9. In the same way that ‘commentary driving’ is used in advanced driving courses, ‘commentary resuscitation’ can be practised in the ED. This is a technique that forces the team leader to concentrate and focus on what is happening at that instant, and then to verbalize and discuss it out loud. This is an excellent way to summarize and review the progress, including where the team is in the management process or on the algorithm, what has been done and what still needs to initiated. It allows those listening to hear the thoughts and thought processes of the team leader, and so is a powerful teaching tool. It further helps to structure the thoughts of the team leader, and so take control of what sometimes appears to be a runaway process.
10. Ideally, the management or resuscitation of every critically ill or injured child should embody the principles of action-centred leadership: the team leader has to simultaneously be aware of the needs of the group, each individual in that group, and the common task at hand. In order to succeed at the task (which is of supreme importance) both the requirements of the group and the individuals must be addressed. Each individual should be encouraged, coached and assisted to perform their tasks where necessary. Their contribution to the group effort should be acknowledged and welcomed. The team dynamic must be established and maintained.
Box 3.1 Simulation training for paediatric emergencies
The features that simulation offers which make it educationally sound are:
• Allows the chance for hands-on practice.
• Enables the trainer to provide immediate feedback as well as debriefing.
• Allows for practice to be done in a team environment.
• Errors are valued – they raise an awareness of where performance can be improved upon without the fear of poor outcomes or reprisal.
Box 3.2 Resuscitation aids in paediatric emergency care
• Assist in changing non-automatic thinking and decisions, with respect to drug dosage and equipment sizing, into automatic* processes so that critical thinking can be uninterrupted and dedicated to medical management.
• Eliminate the need for any calculations.
• Provide an accurate estimate of weight based primarily on length.
• Provide accurate guidance on resuscitation equipment.

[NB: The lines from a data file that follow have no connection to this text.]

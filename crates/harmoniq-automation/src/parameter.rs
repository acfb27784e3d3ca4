use std::fmt;

use serde::{Deserialize, Serialize};

use crate::curve::InterpolationStyle;

/// Identity of an automatable parameter within a session.
#[derive(Debug, Clone, Copy, PartialEq, Eq, Hash, PartialOrd, Ord, Serialize, Deserialize)]
pub struct ParameterId {
    pub kind: u32,
    pub channel: u8,
    pub index: u32,
}

impl ParameterId {
    pub const fn new(kind: u32, channel: u8, index: u32) -> Self {
        Self {
            kind,
            channel,
            index,
        }
    }
}

impl fmt::Display for ParameterId {
    fn fmt(&self, f: &mut fmt::Formatter<'_>) -> fmt::Result {
        write!(f, "{}/{}/{}", self.kind, self.channel, self.index)
    }
}

/// Value range and behaviour hints for a parameter.
#[derive(Debug, Clone, PartialEq, Serialize, Deserialize)]
pub struct ParameterDescriptor {
    pub lower: f64,
    pub upper: f64,
    pub normal: f64,
    #[serde(default)]
    pub toggled: bool,
    #[serde(default)]
    pub logarithmic: bool,
}

impl ParameterDescriptor {
    pub fn new(lower: f64, upper: f64, normal: f64) -> Self {
        Self {
            lower,
            upper,
            normal,
            toggled: false,
            logarithmic: false,
        }
        .normalized()
    }

    /// Orders the bounds, replaces a NaN bound with the other one and pulls
    /// `normal` into range.
    pub fn normalized(mut self) -> Self {
        let (lower, upper) = match (self.lower.is_nan(), self.upper.is_nan()) {
            (true, true) => (0.0, 1.0),
            (true, false) => (self.upper, self.upper),
            (false, true) => (self.lower, self.lower),
            (false, false) if self.lower <= self.upper => (self.lower, self.upper),
            (false, false) => (self.upper, self.lower),
        };
        self.lower = lower;
        self.upper = upper;
        self.normal = self.clamp(self.normal);
        self
    }

    pub fn toggle() -> Self {
        Self {
            toggled: true,
            ..Self::new(0.0, 1.0, 0.0)
        }
    }

    pub fn with_logarithmic(mut self, logarithmic: bool) -> Self {
        self.logarithmic = logarithmic;
        self
    }

    /// Clamps `value` into range. Never panics, even on inverted or NaN
    /// bounds; a NaN value maps to the lower bound.
    #[inline]
    pub fn clamp(&self, value: f64) -> f64 {
        let (lower, upper) = if self.lower <= self.upper {
            (self.lower, self.upper)
        } else {
            (self.upper, self.lower)
        };
        value.max(lower).min(upper)
    }

    pub fn default_interpolation(&self) -> InterpolationStyle {
        if self.toggled {
            InterpolationStyle::Discrete
        } else if self.logarithmic {
            InterpolationStyle::Logarithmic
        } else {
            InterpolationStyle::Linear
        }
    }
}

impl Default for ParameterDescriptor {
    fn default() -> Self {
        Self::new(0.0, 1.0, 0.0)
    }
}

#[cfg(test)]
mod tests {
    use super::*;

    #[test]
    fn swaps_inverted_bounds() {
        let desc = ParameterDescriptor::new(2.0, -2.0, 5.0);
        assert_eq!(desc.lower, -2.0);
        assert_eq!(desc.upper, 2.0);
        assert_eq!(desc.normal, 2.0);
    }

    #[test]
    fn nan_bounds_do_not_panic() {
        let desc = ParameterDescriptor::new(f64::NAN, 1.0, 0.5);
        assert_eq!((desc.lower, desc.upper), (1.0, 1.0));
        assert_eq!(desc.normal, 1.0);

        let desc = ParameterDescriptor::new(f64::NAN, f64::NAN, f64::NAN);
        assert_eq!((desc.lower, desc.upper), (0.0, 1.0));
        assert_eq!(desc.normal, 0.0);
    }

    #[test]
    fn clamp_tolerates_unnormalized_bounds() {
        let desc: ParameterDescriptor =
            serde_json::from_str(r#"{ "lower": 1.0, "upper": 0.0, "normal": 0.5 }"#).unwrap();
        assert_eq!(desc.clamp(0.5), 0.5);
        assert_eq!(desc.clamp(3.0), 1.0);
        assert_eq!(desc.clamp(-3.0), 0.0);
        assert_eq!(desc.clamp(f64::NAN), 0.0);

        let normalized = desc.normalized();
        assert_eq!((normalized.lower, normalized.upper), (0.0, 1.0));
    }

    #[test]
    fn interpolation_follows_descriptor() {
        assert_eq!(
            ParameterDescriptor::toggle().default_interpolation(),
            InterpolationStyle::Discrete
        );
        assert_eq!(
            ParameterDescriptor::new(1e-5, 2.0, 1.0)
                .with_logarithmic(true)
                .default_interpolation(),
            InterpolationStyle::Logarithmic
        );
        assert_eq!(
            ParameterDescriptor::default().default_interpolation(),
            InterpolationStyle::Linear
        );
    }

    #[test]
    fn display_is_compact() {
        assert_eq!(ParameterId::new(1, 0, 7).to_string(), "1/0/7");
    }
}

• Provide accurate information on fluid therapy, bolus drug dosages, drug dilution and volumes to deliver.
• Provide accurate information on the preparation and delivery of drug infusions.
• Provide accurate information on initial ED ventilator settings.
• Provide useful age-linked reminders with regard to drug dosing, e.g. the need for relatively higher doses of suxamethonium in infants.
• Provide relevant information to every member of the team, e.g. not just a milligram drug dose for the doctor to order, but also instructions for the nurse on how to prepare and dilute the drug.
* This change is the foundation of resuscitation aids and is best explained by this analogy: when you start driving a car you have to think about everything – which pedals to push, which levers to pull, how to do every little thing. After a few years everything is done completely without thought, automatically and reflexively. Reading an instruction is automatic. Performing memory tasks and calculations is not. Thinking time needs to be spent where it is most needed – on patient management rather than trivial but essential distractors.